A pesar de encontrarme con muchos franceses simpáticos, no me enamoré de ninguno. Me hacía tilín el recepcionista del hotel, Mr. Strie. Era alto y delgado como un palillo, de pelo rubio claro y algo pecoso. No me explico qué es lo que vi en él. No llegué a dirigirle la palabra, aunque, a veces, me decía «bonjour, Mademoiselle» al pasar yo por el vestíbulo. No me resultaba fácil fantasear con él; alguna vez me vi curándole de una plaga en Indochina, pero me costó seguir. Cuando exhalaba el último suspiro, murmuraba:
—Mademoiselle, siempre la he adorado desde que la vi en el hotel. Pero, al verle al día siguiente escribiendo en recepción, me parecía imposible que llegara a decirlo, ni siquiera en el lecho de muerte.
Pasamos las vacaciones de Pascua realizando excursiones a Versalles, Fontainebleau y otros lugares; luego, tan de improviso como siempre, mi madre me anunció que no volvería al pensionado de Mademoiselle T.
—No vale mucho —me dijo—; lo que enseñan no es interesante.
Ya no es lo mismo que cuando estudiaba Madge. Regreso a Inglaterra, pero he arreglado todo para que ingreses en la escuela de Miss Hogg.
Recuerdo que sólo me quedé ligeramente sorprendida. Estaba contenta con la escuela, pero no tenía demasiadas ganas de volver. Al revés, me parecía muy interesante ir a otro sitio. No sé si era estupidez (espero que fuera conformidad), el caso es que siempre estaba dispuesta a aceptar lo que se presentara.
Me fui a Les Marroniers, que era un buen centro pero muy inglés. Me gustó. El profesor de música era bastante bueno. En general, no obstante, era algo aburrido, no había tantas diversiones como en el otro. A pesar de que estaba estrictamente prohibido, todas hablaban inglés y nadie aprendía bien el francés.
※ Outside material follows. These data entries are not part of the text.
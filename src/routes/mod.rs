//! # Routes
//!
//! 모든 엔드포인트와 앱 데이터(서비스, 추출기 설정)를 등록합니다.
//!
//! | Method | Path | 인증 |
//! |--------|------|------|
//! | GET / PATCH | `/v1/members` | 필수 |
//! | POST | `/v1/members/auth/{signup,login,reissue}` | - |
//! | POST | `/v1/members/auth/logout` | 필수 |
//! | POST | `/v1/communities` | 필수 |
//! | GET | `/v1/communities`, `/v1/communities/{id}` | - |
//! | GET | `/v1/communities/mine` | 필수 |
//! | PATCH / DELETE | `/v1/communities/{id}` | 필수 (작성자) |
//! | GET | `/health` | - |
//!
//! 회원 정보 스코프는 필수 인증 미들웨어로 감쌉니다. 공개 조회와 인증이 필요한
//! 요청이 섞인 스코프는 선택적 인증을 쓰고, 인증이 필요한 핸들러는
//! `AuthenticatedMember` 추출기로 401을 돌려줍니다.

use actix_web::{web, HttpResponse};
use serde_json::json;
use crate::config::StorageConfig;
use crate::core::{AppContext, AppError};
use crate::handlers;
use crate::middlewares::AuthMiddleware;

/// 서비스와 라우트를 등록합니다.
///
/// ```rust,ignore
/// let context = AppContext::in_memory(JwtSettings::from_env(), 4);
/// let app = App::new().configure(|cfg| configure_all_routes(cfg, &context));
/// ```
pub fn configure_all_routes(cfg: &mut web::ServiceConfig, context: &AppContext) {
    cfg.app_data(web::Data::from(context.member_service.clone()))
        .app_data(web::Data::from(context.community_service.clone()))
        .app_data(web::Data::from(context.token_service.clone()));

    configure_extractors(cfg);

    cfg.service(health_check);

    configure_member_routes(cfg);
    configure_community_routes(cfg);
}

/// 잘못된 JSON 본문, 쿼리, 경로 파라미터를 `ValidationError`(400)로 변환합니다.
fn configure_extractors(cfg: &mut web::ServiceConfig) {
    cfg.app_data(web::JsonConfig::default().error_handler(|err, _req| {
        AppError::ValidationError(err.to_string()).into()
    }))
    .app_data(web::QueryConfig::default().error_handler(|err, _req| {
        AppError::ValidationError(err.to_string()).into()
    }))
    .app_data(web::PathConfig::default().error_handler(|err, _req| {
        AppError::ValidationError(err.to_string()).into()
    }));
}

fn configure_member_routes(cfg: &mut web::ServiceConfig) {
    // "/v1/members/auth"가 "/v1/members"보다 먼저 등록되어야 함
    cfg.service(
        web::scope("/v1/members/auth")
            .wrap(AuthMiddleware::optional())
            .service(handlers::auth::signup)
            .service(handlers::auth::login)
            .service(handlers::auth::reissue)
            .service(handlers::auth::logout)
    )
    .service(
        web::scope("/v1/members")
            .wrap(AuthMiddleware::required())
            .service(handlers::members::get_member)
            .service(handlers::members::patch_member)
    );
}

fn configure_community_routes(cfg: &mut web::ServiceConfig) {
    cfg.service(
        web::scope("/v1/communities")
            .wrap(AuthMiddleware::optional())
            .service(handlers::communities::post_community)
            .service(handlers::communities::get_communities)
            // "/mine"이 "/{community_id}"보다 먼저 등록되어야 함
            .service(handlers::communities::get_my_communities)
            .service(handlers::communities::get_community)
            .service(handlers::communities::patch_community)
            .service(handlers::communities::delete_community)
    );
}

#[actix_web::get("/health")]
async fn health_check() -> HttpResponse {
    HttpResponse::Ok().json(json!({
        "status": "healthy",
        "service": "book_village_server",
        "version": env!("CARGO_PKG_VERSION"),
        "timestamp": chrono::Utc::now().to_rfc3339(),
        "features": {
            "storage": StorageConfig::backend().as_str(),
            "authentication": "JWT (HS256)"
        }
    }))
}
//! Member Entity Implementation
//!
//! 회원 엔티티입니다. 로그인 이름(이메일)이 곧 문서의 `_id`이며,
//! 가입 이후에는 부분 수정만 가능하고 물리적으로 삭제되지 않습니다.

use mongodb::bson::DateTime;
use serde::{Deserialize, Serialize};
use crate::utils::merge::{merge_field, merge_optional};

pub const ROLE_USER: &str = "USER";

#[derive(Debug, Clone, PartialEq, Serialize, Deserialize)]
pub struct Member {
    /// 로그인 이름 (식별자)
    #[serde(rename = "_id")]
    pub email: String,
    pub password_hash: String,
    pub name: String,
    pub display_name: String,
    #[serde(default, skip_serializing_if = "Option::is_none")]
    pub phone_number: Option<String>,
    #[serde(default, skip_serializing_if = "Option::is_none")]
    pub address: Option<String>,
    #[serde(default, skip_serializing_if = "Option::is_none")]
    pub img_url: Option<String>,
    pub roles: Vec<String>,
    pub created_at: DateTime,
    pub modified_at: DateTime,
}

/// 회원 프로필 부분 수정 내용
///
/// `None`인 필드는 "변경 없음"을 의미합니다.
#[derive(Debug, Clone, Default, PartialEq)]
pub struct MemberPatch {
    pub name: Option<String>,
    pub display_name: Option<String>,
    pub phone_number: Option<String>,
    pub address: Option<String>,
    pub img_url: Option<String>,
}

impl Member {
    pub fn new(email: String, password_hash: String, name: String, display_name: String) -> Self {
        let now = DateTime::now();

        Self {
            email,
            password_hash,
            name,
            display_name,
            phone_number: None,
            address: None,
            img_url: None,
            roles: vec![ROLE_USER.to_string()],
            created_at: now,
            modified_at: now,
        }
    }

    /// 패치를 병합하고 변경 여부를 반환합니다. 식별자와 비밀번호는 바뀌지 않습니다.
    pub fn apply_patch(&mut self, patch: MemberPatch) -> bool {
        let MemberPatch { name, display_name, phone_number, address, img_url } = patch;

        // 단락 평가를 피하기 위해 각 필드를 먼저 병합
        let changes = [
            merge_field(&mut self.name, name),
            merge_field(&mut self.display_name, display_name),
            merge_optional(&mut self.phone_number, phone_number),
            merge_optional(&mut self.address, address),
            merge_optional(&mut self.img_url, img_url),
        ];

        changes.contains(&true)
    }
}

#[cfg(test)]
mod tests {
    use super::*;

    fn member() -> Member {
        Member::new(
            "reader@bookvillage.com".to_string(),
            "hash".to_string(),
            "Kim".to_string(),
            "bookworm".to_string(),
        )
    }

    #[test]
    fn test_new_member_defaults() {
        let member = member();

        assert_eq!(member.roles, vec![ROLE_USER.to_string()]);
        assert_eq!(member.created_at, member.modified_at);
        assert!(member.phone_number.is_none());
    }

    #[test]
    fn test_apply_patch_only_touches_present_fields() {
        let mut member = member();
        member.address = Some("Seoul".to_string());

        let changed = member.apply_patch(MemberPatch {
            display_name: Some("page-turner".to_string()),
            ..Default::default()
        });

        assert!(changed);
        assert_eq!(member.display_name, "page-turner");
        assert_eq!(member.name, "Kim");
        assert_eq!(member.address.as_deref(), Some("Seoul"));
        assert_eq!(member.email, "reader@bookvillage.com");
    }

    #[test]
    fn test_empty_patch_reports_no_change() {
        let mut member = member();
        let before = member.clone();

        assert!(!member.apply_patch(MemberPatch::default()));
        assert_eq!(member, before);
    }
}
//! 커뮤니티 글 핸들러
//!
//! 조회는 누구나 가능하고, 작성/수정/삭제와 "내 글" 목록은 인증이 필요합니다.
//! 수정과 삭제는 서비스 계층에서 작성자 여부를 확인합니다.

use actix_web::{delete, get, patch, post, web, HttpResponse};
use validator::Validate;
use crate::core::errors::AppError;
use crate::domain::dto::communities::{CommunityPatchDto, CommunityPostDto};
use crate::domain::dto::{MultiResponse, PageQuery, SingleResponse};
use crate::domain::models::auth::AuthenticatedMember;
use crate::services::CommunityService;

#[post("")]
pub async fn post_community(
    member: AuthenticatedMember,
    payload: web::Json<CommunityPostDto>,
    service: web::Data<CommunityService>,
) -> Result<HttpResponse, AppError> {
    payload.validate()?;

    let response = service.create_community(&member.email, payload.into_inner()).await?;

    Ok(HttpResponse::Created().json(SingleResponse::new(response)))
}

#[get("")]
pub async fn get_communities(
    query: web::Query<PageQuery>,
    service: web::Data<CommunityService>,
) -> Result<HttpResponse, AppError> {
    query.validate()?;

    let page = service.find_communities(&query.to_page_request()).await?;

    Ok(HttpResponse::Ok().json(MultiResponse::from(page)))
}

#[get("/mine")]
pub async fn get_my_communities(
    member: AuthenticatedMember,
    query: web::Query<PageQuery>,
    service: web::Data<CommunityService>,
) -> Result<HttpResponse, AppError> {
    query.validate()?;

    let page = service.find_my_communities(&member.email, &query.to_page_request()).await?;

    Ok(HttpResponse::Ok().json(MultiResponse::from(page)))
}

#[get("/{community_id}")]
pub async fn get_community(
    community_id: web::Path<i64>,
    service: web::Data<CommunityService>,
) -> Result<HttpResponse, AppError> {
    let response = service.find_community(community_id.into_inner()).await?;

    Ok(HttpResponse::Ok().json(SingleResponse::new(response)))
}

#[patch("/{community_id}")]
pub async fn patch_community(
    community_id: web::Path<i64>,
    member: AuthenticatedMember,
    payload: web::Json<CommunityPatchDto>,
    service: web::Data<CommunityService>,
) -> Result<HttpResponse, AppError> {
    payload.validate()?;

    let response = service
        .update_community(community_id.into_inner(), &member.email, payload.into_inner())
        .await?;

    Ok(HttpResponse::Ok().json(SingleResponse::new(response)))
}

#[delete("/{community_id}")]
pub async fn delete_community(
    community_id: web::Path<i64>,
    member: AuthenticatedMember,
    service: web::Data<CommunityService>,
) -> Result<HttpResponse, AppError> {
    service.delete_community(community_id.into_inner(), &member.email).await?;

    Ok(HttpResponse::NoContent().finish())
}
No se promovían actividades externas, más bien se prohibían, así que me liberé de las clases de dibujo. Lo único que añoraba era pasar por el mercado de las flores que tanto me gustaba. No me sorprendió en absoluto que, al final de las vacaciones de verano, mi madre me dijera que no volvería a Les Marroniers. Se le había ocurrido otra idea mejor.